Any help would be appreciated.
On
Instead of taking the square-root of both sides, try to expand to get $$(x-1)^2=(x+1)^2\\x^2-2x+1=x^2+2x+1\\-2x=2x\\x=0$$
On
When you removed squares, you have also to consider $x+1=1-x $ which gives $x=0$.
Alternatively, this is the locus of the points equidistant from $\pm 1$, that's the axis of the segment $[-1,1] $.
On
Consider the points $A (-1,0)$ and B $(1,0)$ in the complex plane.

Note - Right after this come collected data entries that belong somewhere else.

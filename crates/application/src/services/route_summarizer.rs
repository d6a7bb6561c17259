//! Route summarizer
//!
//! Turns a [`RouteResult`] in the router's native units into display text.
//! Durations are split with integer floor division, so the printed
//! `HH:MM:SS` drops any sub-second remainder instead of rounding it.

use domain::{DistanceUnit, RouteResult, RouteStep};
use serde::{Deserialize, Serialize};

/// Display-ready view of a route
#[derive(Debug, Clone, PartialEq, Eq, Serialize, Deserialize)]
pub struct RouteSummary {
    /// Total distance, e.g. `12.3 km`
    pub distance_text: String,
    /// Total duration as `HH:MM:SS`
    pub duration_text: String,
    /// Numbered turn-by-turn lines
    pub step_texts: Vec<String>,
}

/// Hours, minutes and seconds of a duration
#[derive(Debug, Clone, Copy, PartialEq, Eq)]
pub struct DurationParts {
    /// Whole hours, unbounded
    pub hours: u64,
    /// Minutes within the hour
    pub minutes: u64,
    /// Seconds within the minute
    pub seconds: u64,
}

impl DurationParts {
    /// Split milliseconds, truncating toward zero at every step
    #[must_use]
    pub const fn from_millis(millis: u64) -> Self {
        let total_secs = millis / 1000;
        Self {
            hours: total_secs / 3600,
            minutes: (total_secs / 60) % 60,
            seconds: total_secs % 60,
        }
    }
}

/// Summarize a route in the given unit system
#[must_use]
pub fn summarize(result: &RouteResult, unit: DistanceUnit) -> RouteSummary {
    RouteSummary {
        distance_text: format_distance(result.distance_meters, unit),
        duration_text: format_duration(result.duration_millis),
        step_texts: result
            .steps
            .iter()
            .enumerate()
            .map(|(i, step)| format_step(i + 1, step, unit))
            .collect(),
    }
}

/// Total distance with one decimal, e.g. `12.3 km` or `1.0 miles`
#[must_use]
pub fn format_distance(meters: f64, unit: DistanceUnit) -> String {
    format!("{:.1} {}", unit.from_meters(meters), unit.suffix())
}

/// Zero-padded `HH:MM:SS`; hours grow past two digits when needed
#[must_use]
pub fn format_duration(millis: u64) -> String {
    let DurationParts {
        hours,
        minutes,
        seconds,
    } = DurationParts::from_millis(millis);
    format!("{hours:02}:{minutes:02}:{seconds:02}")
}

/// One numbered direction line; step distances keep two decimals
#[must_use]
pub fn format_step(number: usize, step: &RouteStep, unit: DistanceUnit) -> String {
    format!(
        "{number}. {} ({:.2} {})",
        step.instruction_text,
        unit.from_meters(step.distance_meters),
        unit.suffix()
    )
}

Let $z$, call it $C$, be any point in the complex plane.
In $\triangle ABC$ length $BC = |z-1$|, length $AC = |z+1|$.
Since $|z-1|=|z+1|$, $ \triangle ABC$ is isosceles with base $AB$.
Hence the locus of $z$ is the perpendicular bisector, i.e. $z$ lies on the $y$-axis.
As you remove the square root sign, there is another possible solution
$$x+1 = -(x-1)$$
Hence $x=0$ which is the $y$-axis.
A faster way is to recognize that this means the distance from $1$ and $-1$ are equal and hence the perpendicular bisector is the locus.